Um Balanço dos Quatro anos de vigência do CPC

[:pt] 

Ricardo Quass

17/08/20 – Valor Econômico

 

Quando o novo Código de Processo Civil entrou em vigor, em março de 2016, muitas novidades foram comemoradas. Afinal, o Código prometia que as decisões seriam mais bem fundamentadas, os honorários de sucumbência seriam mais previsíveis e justos, os prazos seriam computados em dias úteis, a jurisprudência se tornaria uniforme e estável, os processos seriam julgados em ordem cronológica, as partes poderiam criar negócios jurídicos processuais, e o processo, enfim, se tornaria mais rápido.
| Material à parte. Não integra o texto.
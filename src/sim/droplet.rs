// droplet.rs - Falling ink droplets
//
// Structure-of-Arrays layout for cache-friendly iteration, compacted in place
// when droplets leave.

use super::MAX_DROPLETS;
use crate::animation::{EntityId, FrameEvents, IdAllocator};

/// Below this a droplet is gone.
pub const FLOOR_Y: f32 = -7.5;
/// Two droplets touch when closer than this times their summed radii.
pub const MERGE_FACTOR: f32 = 0.8;

const DRIFT_DAMPING: f32 = 1.5;
const WOBBLE_DAMPING: f32 = 2.0;
const WOBBLE_FREQ: f32 = 9.0;
const STRETCH_PER_SPEED: f32 = 0.12;
const MAX_STRETCH: f32 = 0.8;

/// Starting state for a droplet.
#[derive(Clone, Copy, Debug, PartialEq)]
pub struct NewDroplet {
    pub x: f32,
    pub y: f32,
    pub speed: f32,
    pub accel: f32,
    pub vx: f32,
    pub amp: f32,
    pub wobble_phase: f32,
    pub size: f32,
    pub time: f32,
}

pub struct Droplets {
    pub id: [EntityId; MAX_DROPLETS],

    // Position
    pub x: [f32; MAX_DROPLETS],
    pub y: [f32; MAX_DROPLETS],

    // Motion: downward speed, its growth, sideways drift
    pub speed: [f32; MAX_DROPLETS],
    pub accel: [f32; MAX_DROPLETS],
    pub vx: [f32; MAX_DROPLETS],

    // Lateral wobble
    pub amp: [f32; MAX_DROPLETS],
    pub wobble_phase: [f32; MAX_DROPLETS],

    pub size: [f32; MAX_DROPLETS],
    pub age: [f32; MAX_DROPLETS],
    /// Shader time
    pub time: [f32; MAX_DROPLETS],

    // Count
    pub n: usize,
}

impl Droplets {
    pub fn new() -> Self {
        Self {
            id: [EntityId(0); MAX_DROPLETS],
            x: [0.0; MAX_DROPLETS],
            y: [0.0; MAX_DROPLETS],
            speed: [0.0; MAX_DROPLETS],
            accel: [0.0; MAX_DROPLETS],
            vx: [0.0; MAX_DROPLETS],
            amp: [0.0; MAX_DROPLETS],
            wobble_phase: [0.0; MAX_DROPLETS],
            size: [0.0; MAX_DROPLETS],
            age: [0.0; MAX_DROPLETS],
            time: [0.0; MAX_DROPLETS],
            n: 0,
        }
    }

    pub fn len(&self) -> usize {
        self.n
    }

    pub fn is_empty(&self) -> bool {
        self.n == 0
    }

    pub fn is_full(&self) -> bool {
        self.n >= MAX_DROPLETS
    }

    pub fn ids(&self) -> &[EntityId] {
        &self.id[..self.n]
    }

    pub fn index_of(&self, id: EntityId) -> Option<usize> {
        self.ids().iter().position(|&d| d == id)
    }

    /// Add a droplet. `None` when at capacity.
    pub fn spawn(&mut self, d: NewDroplet, ids: &mut IdAllocator, events: &mut FrameEvents) -> Option<EntityId> {
        if self.is_full() { return None; }

        let i = self.n;
        let id = ids.next();
        self.id[i] = id;
        self.x[i] = d.x;
        self.y[i] = d.y;
        self.speed[i] = d.speed;
        self.accel[i] = d.accel;
        self.vx[i] = d.vx;
        self.amp[i] = d.amp;
        self.wobble_phase[i] = d.wobble_phase;
        self.size[i] = d.size;
        self.age[i] = 0.0;
        self.time[i] = d.time;
        self.n += 1;

        events.spawn(id);
        Some(id)
    }

    /// Fall, merge touching pairs, drop what left the screen.
    pub fn update(&mut self, dt: f32, ids: &mut IdAllocator, events: &mut FrameEvents) {
        self.integrate(dt);
        let merged = self.merge_touching(events);
        for d in merged {
            self.spawn(d, ids, events);
        }
        self.retain(|drops, i| drops.y[i] >= FLOOR_Y, events);
    }

    fn integrate(&mut self, dt: f32) {
        let drift = (-DRIFT_DAMPING * dt).exp();
        let settle = (-WOBBLE_DAMPING * dt).exp();
        for i in 0..self.n {
            self.speed[i] += self.accel[i] * dt;
            self.y[i] -= self.speed[i] * dt;
            self.vx[i] *= drift;
            self.x[i] += self.vx[i] * dt;
            self.amp[i] *= settle;
            self.age[i] += dt;
        }
    }

    /// Pairwise proximity scan. Both halves of a merge are released right away
    /// and skipped for the rest of the scan; replacements are returned so they
    /// join after it.
    fn merge_touching(&mut self, events: &mut FrameEvents) -> Vec<NewDroplet> {
        let mut consumed = [false; MAX_DROPLETS];
        let mut merged = Vec::new();

        for a in 0..self.n {
            if consumed[a] { continue; }
            for b in (a + 1)..self.n {
                if consumed[b] { continue; }

                let dx = self.x[a] - self.x[b];
                let dy = self.y[a] - self.y[b];
                let reach = MERGE_FACTOR * (self.size[a] + self.size[b]);
                if dx * dx + dy * dy >= reach * reach { continue; }

                consumed[a] = true;
                consumed[b] = true;
                merged.push(self.combine(a, b));
                tracing::trace!(a = self.id[a].0, b = self.id[b].0, "droplets merged");
                break;
            }
        }

        if !merged.is_empty() {
            self.retain(|_, i| !consumed[i], events);
        }
        merged
    }

    fn combine(&self, a: usize, b: usize) -> NewDroplet {
        NewDroplet {
            x: (self.x[a] + self.x[b]) * 0.5,
            y: (self.y[a] + self.y[b]) * 0.5,
            speed: (self.speed[a] + self.speed[b]) * 0.5,
            accel: (self.accel[a] + self.accel[b]) * 0.5,
            vx: (self.vx[a] + self.vx[b]) * 0.5,
            amp: self.amp[a].max(self.amp[b]),
            wobble_phase: self.wobble_phase[a],
            size: self.size[a].hypot(self.size[b]),
            time: self.time[a],
        }
    }

    /// Keep droplets where `keep` holds, release the rest.
    fn retain(&mut self, keep: impl Fn(&Self, usize) -> bool, events: &mut FrameEvents) {
        let mut write = 0;
        for read in 0..self.n {
            if !keep(&*self, read) {
                events.release(self.id[read]);
                continue;
            }
            if write != read {
                self.id[write] = self.id[read];
                self.x[write] = self.x[read];
                self.y[write] = self.y[read];
                self.speed[write] = self.speed[read];
                self.accel[write] = self.accel[read];
                self.vx[write] = self.vx[read];
                self.amp[write] = self.amp[read];
                self.wobble_phase[write] = self.wobble_phase[read];
                self.size[write] = self.size[read];
                self.age[write] = self.age[read];
                self.time[write] = self.time[read];
            }
            write += 1;
        }
        self.n = write;
    }

    /// Rendered x, including the lateral wobble.
    pub fn draw_x(&self, i: usize) -> f32 {
        self.x[i] + self.amp[i] * (self.wobble_phase[i] + self.age[i] * WOBBLE_FREQ).sin()
    }

    /// `(scale_x, scale_y)`: long along the fall, thin across, constant area.
    pub fn stretch(&self, i: usize) -> (f32, f32) {
        let s = 1.0 + (self.speed[i] * STRETCH_PER_SPEED).min(MAX_STRETCH);
        (1.0 / s, s)
    }
}

impl Default for Droplets {
    fn default() -> Self {
        Self::new()
    }
}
Passados quatro anos de vigência, é possível afirmar que essas promessas foram concretizadas? Infelizmente, a resposta é negativa. Com exceção da contagem de prazos em dias úteis, muitas dessas novidades parecem não ter entrado em vigor.

Para garantir que as decisões seriam bem fundamentadas, o artigo 489, § 1º, trouxe uma lista de proibições. O juiz não pode, por exemplo, invocar lei, súmula, precedente ou conceito jurídico indeterminado, sem explicar sua relação concreta com a causa. O juiz também não pode se valer de motivos genéricos, que se prestariam a justificar qualquer outra decisão. Também é defeso ao juiz deixar de enfrentar argumentos deduzidos pela parte, que sejam capazes de infirmar a sua conclusão, bem como deixar de seguir súmula, jurisprudência ou precedente invocado pela parte, sem demonstrar a distinção ou a superação de tais entendimentos.

Na prática, contudo, muitas dessas situações proscritas continuam ocorrendo. As seguintes decisões foram extraídas de casos concretos: (i) “Não vislumbro presentes os requisitos específicos para antecipação de tutela, que indefiro”; (ii) “Vistos. Nada a declarar. Persiste a sentença tal como lançada”; (iii) “Na verdade, somente há nulidade se a decisão não contiver nenhuma fundamentação”; (iv) “Defiro o efeito suspensivo-ativo, considerando presentes os requisitos legais para tanto necessários, a fim de revogar a tutela de urgência, não se vislumbrando, de forma sumária, a probabilidade do direito invocado pela agravada”. São decisões genéricas, capazes de ser aplicadas a qualquer caso, independentemente de suas especificidades.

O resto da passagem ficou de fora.